Justin Welby, the Anglican Archbishop of Canterbury, is currently in Australia and pontificating on the historic wrongs we have committed against indigenous peoples. According to The Australian, Dr Welby stated:
"There is a very considerable consciousness of past errors in a number of institutions in which, incidentally, the Anglican Church of Australia is one, but only one of that number. There is a real effort to change that and it goes right across the church, overriding other difference which are divisive in the church around human sexuality."
So, according to the British Archbishop, racial reconciliation is more "unifying" than the Bible's teaching on same-sex marriage or the ordination of gay priests? Dr Welby is also mistaken though as to the historical reality surrounding his own denomination's ministry to Australia's indigenous peoples.
Rather than being the government lackey for perpetuating systemic racism, the Anglican Church of Australia -- alongside every other Christian denomination -- was at the forefront of defending the rights and protections of Aboriginals. For example, as far back as 1920, the Church Missionary Society had asked the Australian government to set aside the whole of Groote Eylandt as an Aboriginal reserve.[1]
However, Dr Welby's ignorance of the Christian church's relationship with Australia's indigenous people goes much deeper. As will be demonstrated below, the term "Stolen Generations" is a relatively recent idea, formulated by political activists. What's more, the historical evidence proves that -- despite popular opinion -- the Anglican Church does not have to "repent" of participating in a racial genocide.
The development of the term 'Stolen Generations'
Keith Windschuttle shows that the term "Stolen Generations" was first coined in 1981 by a then-unknown postgraduate history student named Peter Read who wrote the twenty-page pamphlet in a single day outlining his case.[2] Significantly, the original title was "The Lost Generations", but his wife advised him to substitute the more attention-getting adjective, stolen. Two years later, Read's colleague, Coral Edwards, addressed a meeting of the National Aboriginal Consultative Council, provocatively arguing that "governments never intended that the children should ever return".
By April 1997, Australia's Human Rights and Equal Opportunity Commission published a report, Bringing Them Home, in which they accused the Australian government of having historically engaged in genocide against Aboriginal peoples, in breach of the United Nations convention.
Then in 2001, academics Anny Curthoys and John Docker of the Australian National University went even further, equating settler colonies such as Australia as "... setting out to achieve what the Nazis also set out to achieve, the displacement of indigenous populations and their replacement by incoming peoples held to be racially superior."
Finally, on February 13, 2008, former Prime Minister Kevin Rudd all but enshrined this belief into the national psyche when in he said in his famous Apology to Australia's Indigenous people:
"The uncomfortable truth for us all is that the parliaments of the nation, individually and collectively, enacted statutes and delegated authority under those statutes that made the forced removal of children on racial grounds fully lawful."
However, as will be demonstrated below, this accusation is patently false, and Kevin Rudd and others should have known it was untrue as Justice Maurice O'Loughlin had ruled back in August 2000:
"Integration of part Aboriginal children was not based on race; it was based on a sense of responsibility -- perhaps misguided and paternalistic -- for those children who had been deserted by their white fathers and who were living in tribal conditions with their Aboriginal mothers.

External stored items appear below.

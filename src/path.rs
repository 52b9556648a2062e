//! Path canonicalization helpers for Windows long paths.
//!
//! Win32 directory APIs are limited to roughly 240 UTF-16 units unless the
//! path uses the extended-length `\\?\` form. Watch roots are converted to
//! that form before they reach the kernel, and the transform is undone on
//! every emitted event so callers only ever see the paths they registered.

#![cfg_attr(not(any(target_os = "windows", test)), allow(dead_code))]

/// Technically the Win32 limit is `MAX_PATH` (260), but some directory APIs
/// cap out around 240, so both cases are covered by one threshold.
const LONG_PATH_THRESHOLD: usize = 240;

const LONG_PATH_PREFIX: &str = r"\\?\";
const UNC_LONG_PATH_PREFIX: &str = r"\\?\UNC\";

fn is_absolute_local_path(path: &str) -> bool {
	let bytes = path.as_bytes();
	bytes.len() >= 3 && bytes[0].is_ascii_alphabetic() && bytes[1] == b':' && bytes[2] == b'\\'
}

fn is_absolute_unc_path(path: &str) -> bool {
	path.len() >= 3 && path.starts_with(r"\\")
}

/// Rewrites a path longer than the Win32 limit into its extended-length
/// form: `C:\...` becomes `\\?\C:\...` and `\\server\share\...` becomes
/// `\\?\UNC\server\share\...`. Short paths, already-long paths and paths in
/// an unrecognized format are returned unchanged.
pub(crate) fn to_long_path(path: &str) -> String {
	if path.encode_utf16().count() <= LONG_PATH_THRESHOLD {
		return path.to_owned();
	}
	if path.starts_with(LONG_PATH_PREFIX) {
		return path.to_owned();
	}
	if is_absolute_local_path(path) {
		format!("{LONG_PATH_PREFIX}{path}")
	} else if is_absolute_unc_path(path) {
		format!("{UNC_LONG_PATH_PREFIX}{}", &path[2..])
	} else {
		path.to_owned()
	}
}

/// Undoes [`to_long_path`] so emitted events carry the user-facing form
pub(crate) fn to_user_path(path: &str) -> String {
	if let Some(rest) = path.strip_prefix(UNC_LONG_PATH_PREFIX) {
		format!(r"\\{rest}")
	} else if let Some(rest) = path.strip_prefix(LONG_PATH_PREFIX) {
		rest.to_owned()
	} else {
		path.to_owned()
	}
}

/// Nul-terminated UTF-16 form expected by the wide Win32 entry points
#[cfg(target_os = "windows")]
pub(crate) fn to_wide_nul(path: &str) -> Vec<u16> {
	path.encode_utf16().chain(Some(0)).collect()
}

#[cfg(test)]
mod tests {
	use super::{to_long_path, to_user_path, LONG_PATH_THRESHOLD};

	fn local_path_of_len(len: usize) -> String {
		let mut path = String::from(r"C:\");
		while path.len() < len {
			path.push('a');
		}
		path
	}

	#[test]
	fn short_paths_are_left_alone() {
		assert_eq!(to_long_path(r"C:\short\path"), r"C:\short\path");
		assert_eq!(to_long_path(r"\\server\share"), r"\\server\share");
	}

	#[test]
	fn threshold_is_exclusive() {
		let at_limit = local_path_of_len(LONG_PATH_THRESHOLD);
		assert_eq!(to_long_path(&at_limit), at_limit);

		let over_limit = local_path_of_len(LONG_PATH_THRESHOLD + 1);
		assert_eq!(to_long_path(&over_limit), format!(r"\\?\{over_limit}"));
	}

	#[test]
	fn long_local_path_gets_prefixed() {
		let path = local_path_of_len(300);
		assert_eq!(to_long_path(&path), format!(r"\\?\{path}"));
	}

	#[test]
	fn long_unc_path_gets_unc_prefix() {
		let mut path = String::from(r"\\server\share\");
		while path.len() < 300 {
			path.push('a');
		}
		let expected = format!(r"\\?\UNC\{}", &path[2..]);
		assert_eq!(to_long_path(&path), expected);
	}

	#[test]
	fn already_long_paths_are_left_alone() {
		let path = format!(r"\\?\{}", local_path_of_len(300));
		assert_eq!(to_long_path(&path), path);

		let mut unc = String::from(r"\\?\UNC\server\share\");
		while unc.len() < 300 {
			unc.push('a');
		}
		assert_eq!(to_long_path(&unc), unc);
	}

	#[test]
	fn unrecognized_long_paths_are_left_alone() {
		let mut relative = String::from(r"relative\path\");
		while relative.len() < 300 {
			relative.push('a');
		}
		assert_eq!(to_long_path(&relative), relative);
	}

	#[test]
	fn round_trips_back_to_user_facing_form() {
		let local = local_path_of_len(300);
		assert_eq!(to_user_path(&to_long_path(&local)), local);

		let mut unc = String::from(r"\\server\share\");
		while unc.len() < 300 {
			unc.push('a');
		}
		assert_eq!(to_user_path(&to_long_path(&unc)), unc);

		let short = r"C:\short";
		assert_eq!(to_user_path(short), short);
	}
}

Care for those children was perceived to be best offered by affording them the opportunity of acquiring a western education so that they might then more easily be integrated into western society."[3]

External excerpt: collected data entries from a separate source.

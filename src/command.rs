//! Command queue between foreign threads and the watcher worker.
//!
//! Foreign threads never touch kernel state directly. Every mutation is
//! wrapped in a [`Command`], appended to a FIFO and executed by the worker
//! the next time it wakes up. The submitter blocks on a per-command one-shot
//! channel until the worker signals completion, so register/unregister/
//! terminate are synchronous from the caller's perspective.

use std::{
	collections::VecDeque,
	path::PathBuf,
	sync::{
		atomic::{AtomicBool, Ordering},
		Mutex,
	},
	time::Duration,
};

use crossbeam_channel::{bounded, RecvTimeoutError, Sender};

use crate::{
	error::{Result, WatcherError},
	platform::Waker,
};

/// A unit of work executed on the worker thread
#[derive(Debug)]
pub(crate) enum Command {
	Register(Vec<PathBuf>),
	Unregister(Vec<PathBuf>),
	Terminate,
}

/// What a successfully executed command hands back to its submitter
#[derive(Debug)]
pub(crate) enum CommandOutcome {
	Done,
	/// `false` iff at least one path in the batch was not registered
	Unregistered(bool),
}

struct QueuedCommand {
	command: Command,
	completion: Sender<Result<CommandOutcome>>,
}

/// FIFO of commands plus the closed flag set on termination.
///
/// This is the only mutable structure shared between foreign threads and the
/// worker; everything else is worker-owned.
pub(crate) struct CommandQueue {
	commands: Mutex<VecDeque<QueuedCommand>>,
	closed: AtomicBool,
}

impl CommandQueue {
	pub(crate) fn new() -> Self {
		Self {
			commands: Mutex::new(VecDeque::new()),
			closed: AtomicBool::new(false),
		}
	}

	/// Appends `command`, wakes the worker and blocks until the worker marks
	/// it executed or `timeout` elapses. A timeout does not cancel the
	/// command; it will still execute exactly once.
	pub(crate) fn submit(
		&self,
		command: Command,
		waker: &dyn Waker,
		timeout: Duration,
	) -> Result<CommandOutcome> {
		if self.closed.load(Ordering::Acquire) {
			return Err(WatcherError::ShuttingDown);
		}

		let (completion, executed) = bounded(1);
		self.commands
			.lock()
			.unwrap()
			.push_back(QueuedCommand { command, completion });
		waker.wake()?;

		match executed.recv_timeout(timeout) {
			Ok(result) => result,
			Err(RecvTimeoutError::Timeout) => Err(WatcherError::Timeout(timeout)),
			// The worker dropped the completion without executing, which only
			// happens when the queue is torn down
			Err(RecvTimeoutError::Disconnected) => Err(WatcherError::ShuttingDown),
		}
	}

	/// Pops and executes queued commands in FIFO order, signalling each
	/// submitter with the captured result. Runs on the worker thread.
	pub(crate) fn drain(&self, mut execute: impl FnMut(Command) -> Result<CommandOutcome>) {
		loop {
			// The lock is not held while executing, so submitters are never
			// blocked behind a running command
			let Some(queued) = self.commands.lock().unwrap().pop_front() else {
				break;
			};
			let result = execute(queued.command);
			// The submitter may have timed out and gone away
			let _ = queued.completion.send(result);
		}
	}

	/// Rejects future submissions and fails everything still queued.
	/// Called by the worker on its way out.
	pub(crate) fn close(&self) {
		self.closed.store(true, Ordering::Release);
		let leftover: Vec<_> = self.commands.lock().unwrap().drain(..).collect();
		for queued in leftover {
			let _ = queued.completion.send(Err(WatcherError::ShuttingDown));
		}
	}
}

What follows is a summary of the ten most salient reasons[4] as to why this is the case:
1. The High Court of Australia ruled in 1997 that there wasn't a genocide
The verdicts of Kruger v. Commonwealth and Bray v. Commonwealth were definitive legal cases which considered whether the removal of Aboriginal children amounted to genocide. Handed down two months after the Bringing Them Home report, most of the mainstream media and political commentariat ignored it.
Significantly, all five judges rejected the claim of "genocide".[5] For example, Justice Daryl Dawson wrote:
"There is nothing in the 1918 Ordinance, even if the acts authorised by it otherwise fell within the definition of genocide, which authorises acts committed with intent to destroy in whole or in part any Aboriginal group. On the contrary, as has already been observed, the powers conferred by the 1918 Ordinance were required to be exercised in the best interests of the Aboriginals concerned or of the Aboriginal population generally. The acts authorised do not, therefore, fall within the definition of genocide contained in the Genocide Convention."
Likewise, Justice Michael McHugh stated:
"The 1918 Ordinance did not authorise genocide. Article II of the Genocide Convention relevantly defines genocide to mean certain acts 'committed with intent to destroy, in whole or in part, a national, ethnical, racial or religious group, as such'. The acts include 'imposing measures intended to prevent births within the group' and 'forcibly transferring children of the group to another group'. There is, however, nothing in the 1918 Ordinance that could possibly justify a construction of its provisions that would authorise the doing of acts 'with intent to destroy, in whole or in part' the Aboriginal race."
2. Full-blooded Aboriginal children were hardly ever removed from their families.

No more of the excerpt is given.